In order to be approved by ANZACAT as a CAT Practitioner, the applicant must demonstrate that he or she has satisfied the following criteria or equivalent:
- Completed 8 CAT cases under ANZACAT (or ACAT) accredited CAT supervision.
- Completed 120 hours (approx. 15 days) of theoretical training. It is likely that this would be made up of a combination of;
– 40 hours (6 days) of training as part of a 6-month ANZACAT accredited CAT Skills course
– 80 hours (approx. 9 days) made up of a combination of approved whole day workshops (e.g., by visiting ACAT trainers) , or seminars, 1-2 hour sessions (e.g., journal club, case presentations)

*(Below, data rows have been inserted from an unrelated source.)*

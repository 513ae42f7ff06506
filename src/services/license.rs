//! License service - key generation, verification and domain activation

use chrono::{NaiveDateTime, Utc};
use sea_orm::{
  ActiveModelTrait, ColumnTrait, ConnectionTrait, DatabaseConnection,
  EntityTrait, QueryFilter, QueryOrder, Set,
};
use serde::Serialize;
use uuid::Uuid;

use crate::entities::license::{ActivatedDomains, Column};
use crate::entities::prelude::*;
use crate::error::{AppError, AppResult};

/// Outcome of a key check, shaped for the public validate endpoint.
#[derive(Clone, Debug, Serialize)]
#[serde(rename_all = "camelCase")]
pub struct LicenseVerdict {
  pub valid: bool,
  #[serde(skip_serializing_if = "Option::is_none")]
  pub plugin_id: Option<String>,
  #[serde(skip_serializing_if = "Option::is_none")]
  pub expires_at: Option<NaiveDateTime>,
  #[serde(skip_serializing_if = "Option::is_none")]
  pub reason: Option<String>,
}

impl LicenseVerdict {
  fn invalid(reason: &str) -> Self {
    Self {
      valid: false,
      plugin_id: None,
      expires_at: None,
      reason: Some(reason.to_string()),
    }
  }
}

pub struct LicenseService;

impl LicenseService {
  /// Four groups of eight uppercase hex chars, e.g.
  /// `A1B2C3D4-E5F60718-293A4B5C-6D7E8F90`.
  pub fn generate_key() -> String {
    let hex = Uuid::new_v4().simple().to_string().to_uppercase();
    hex
      .as_bytes()
      .chunks(8)
      .map(|chunk| std::str::from_utf8(chunk).unwrap_or_default())
      .collect::<Vec<_>>()
      .join("-")
  }

  pub async fn create<C: ConnectionTrait>(
    db: &C,
    user_id: &str,
    plugin_id: &str,
    subscription_id: Option<String>,
    max_domains: i32,
    expires_at: Option<NaiveDateTime>,
  ) -> AppResult<LicenseModel> {
    let now = Utc::now().naive_utc();
    let license = LicenseActiveModel {
      id: Set(Uuid::new_v4().to_string()),
      user_id: Set(user_id.to_string()),
      plugin_id: Set(plugin_id.to_string()),
      subscription_id: Set(subscription_id),
      license_key: Set(Self::generate_key()),
      max_domains: Set(max_domains),
      activated_domains: Set(ActivatedDomains::default()),
      status: Set(LicenseStatus::Active),
      expires_at: Set(expires_at),
      created_at: Set(now),
      updated_at: Set(now),
    };
    Ok(license.insert(db).await?)
  }

  pub async fn get_by_key(
    db: &DatabaseConnection,
    key: &str,
  ) -> AppResult<Option<LicenseModel>> {
    let license = License::find()
      .filter(Column::LicenseKey.eq(key))
      .one(db)
      .await?;
    Ok(license)
  }

  pub async fn by_user(
    db: &DatabaseConnection,
    user_id: &str,
  ) -> AppResult<Vec<LicenseModel>> {
    let licenses = License::find()
      .filter(Column::UserId.eq(user_id))
      .order_by_desc(Column::CreatedAt)
      .all(db)
      .await?;
    Ok(licenses)
  }

  /// Check a key. A supplied domain passes when it is already activated
  /// or when an activation slot remains for it.
  pub async fn verify(
    db: &DatabaseConnection,
    key: &str,
    domain: Option<&str>,
  ) -> AppResult<LicenseVerdict> {
    let Some(license) = Self::get_by_key(db, key).await? else {
      return Ok(LicenseVerdict::invalid("License key not found"));
    };

    if license.status != LicenseStatus::Active {
      return Ok(LicenseVerdict::invalid("License is not active"));
    }
    if let Some(expires_at) = license.expires_at
      && expires_at < Utc::now().naive_utc()
    {
      return Ok(LicenseVerdict::invalid("License has expired"));
    }
    if let Some(domain) = domain {
      let activated =
        license.activated_domains.0.iter().any(|d| d == domain);
      let slot_remains =
        (license.activated_domains.0.len() as i32) < license.max_domains;
      if !activated && !slot_remains {
        return Ok(LicenseVerdict::invalid(
          "License is not activated for this domain",
        ));
      }
    }

    Ok(LicenseVerdict {
      valid: true,
      plugin_id: Some(license.plugin_id),
      expires_at: license.expires_at,
      reason: None,
    })
  }

  /// Record a domain activation. Re-activating the same domain is a no-op;
  /// a new domain past max_domains is rejected.
  pub async fn activate_domain(
    db: &DatabaseConnection,
    key: &str,
    domain: &str,
  ) -> AppResult<LicenseModel> {
    let license =
      Self::get_by_key(db, key).await?.ok_or(AppError::LicenseNotFound)?;

    if license.status != LicenseStatus::Active {
      return Err(AppError::LicenseInvalid("License is not active".into()));
    }
    if let Some(expires_at) = license.expires_at
      && expires_at < Utc::now().naive_utc()
    {
      return Err(AppError::LicenseInvalid("License has expired".into()));
    }

    let domain = domain.trim().to_lowercase();
    if license.activated_domains.0.iter().any(|d| *d == domain) {
      return Ok(license);
    }
    if license.activated_domains.0.len() as i32 >= license.max_domains {
      return Err(AppError::DomainLimitReached(license.max_domains));
    }

    let mut domains = license.activated_domains.clone();
    domains.0.push(domain);

    let mut license: LicenseActiveModel = license.into();
    license.activated_domains = Set(domains);
    license.updated_at = Set(Utc::now().naive_utc());
    Ok(license.update(db).await?)
  }
}

#[cfg(test)]
mod tests {
  use super::*;
  use crate::testing;
  use rust_decimal::Decimal;

  async fn seed_license(db: &DatabaseConnection, max_domains: i32) -> LicenseModel {
    testing::seed_user(db, "user-1").await;
    testing::seed_plugin(db, "plugin-1", None, None, Decimal::new(4900, 2))
      .await;
    LicenseService::create(db, "user-1", "plugin-1", None, max_domains, None)
      .await
      .unwrap()
  }

  #[test]
  fn key_has_four_groups_of_eight_hex_chars() {
    let key = LicenseService::generate_key();
    let groups: Vec<_> = key.split('-').collect();
    assert_eq!(groups.len(), 4);
    for group in groups {
      assert_eq!(group.len(), 8);
      assert!(group.chars().all(|c| c.is_ascii_hexdigit()));
      assert_eq!(group, group.to_uppercase());
    }
  }

  #[test]
  fn keys_are_unique() {
    assert_ne!(LicenseService::generate_key(), LicenseService::generate_key());
  }

  #[tokio::test]
  async fn verify_known_key() {
    let db = testing::setup_test_db().await;
    let license = seed_license(&db, 1).await;

    let verdict =
      LicenseService::verify(&db, &license.license_key, None).await.unwrap();
    assert!(verdict.valid);
    assert_eq!(verdict.plugin_id.as_deref(), Some("plugin-1"));

    let verdict = LicenseService::verify(&db, "NOPE", None).await.unwrap();
    assert!(!verdict.valid);
  }

  #[tokio::test]
  async fn activate_domain_is_idempotent() {
    let db = testing::setup_test_db().await;
    let license = seed_license(&db, 1).await;

    let first =
      LicenseService::activate_domain(&db, &license.license_key, "example.com")
        .await
        .unwrap();
    assert_eq!(first.activated_domains.0, vec!["example.com"]);

    // Same domain again, at capacity: still fine.
    let second =
      LicenseService::activate_domain(&db, &license.license_key, "EXAMPLE.com")
        .await
        .unwrap();
    assert_eq!(second.activated_domains.0, vec!["example.com"]);
  }

  #[tokio::test]
  async fn activation_rejected_past_capacity() {
    let db = testing::setup_test_db().await;
    let license = seed_license(&db, 1).await;

    LicenseService::activate_domain(&db, &license.license_key, "a.com")
      .await
      .unwrap();
    let result =
      LicenseService::activate_domain(&db, &license.license_key, "b.com").await;
    assert!(matches!(result, Err(AppError::DomainLimitReached(1))));
  }

  #[tokio::test]
  async fn domain_scoped_verify() {
    let db = testing::setup_test_db().await;
    let license = seed_license(&db, 1).await;

    // No slot used yet: any domain could still be activated.
    let open = LicenseService::verify(&db, &license.license_key, Some("a.com"))
      .await
      .unwrap();
    assert!(open.valid);

    LicenseService::activate_domain(&db, &license.license_key, "a.com")
      .await
      .unwrap();

    let ok = LicenseService::verify(&db, &license.license_key, Some("a.com"))
      .await
      .unwrap();
    assert!(ok.valid);

    let bad = LicenseService::verify(&db, &license.license_key, Some("b.com"))
      .await
      .unwrap();
    assert!(!bad.valid);
    assert!(bad.reason.unwrap().contains("domain"));
  }
}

– We recommend that trainees keep a ‘Training Log’ in order to substantiate the training hours completed. No more than 50% should be seminars.
- Ability to deliver CAT to a high standard, as evidenced by presenting for examination and passing two case studies. At least one of which should be written up, and the second could be either written or presented to peers in a training day.
- Ability to demonstrate a reasonable theoretical understanding of CAT, as evidenced by presenting for examination and passing a written piece of work. This could be an essay in which the trainee reflects on the process of learning CAT, reformulation, etc. or an article on some aspect of CAT suitable for publication.
- Demonstrate the capacity for self-reflection and an understanding of how one’s own roles and procedures can be enacted in the therapy and with others. This would be evidenced by the completion of a personal 16-session CAT therapy. A shorter reformulation experience or a personal ‘Learning Log’ appraised in a collaborative therapeutic conversation with an accredited CAT practitioner could be explored as another alternative to face to face therapy for sixteen sessions where this is not available.
Note: individual assistance may be available to those wishing to apply for this level of membership.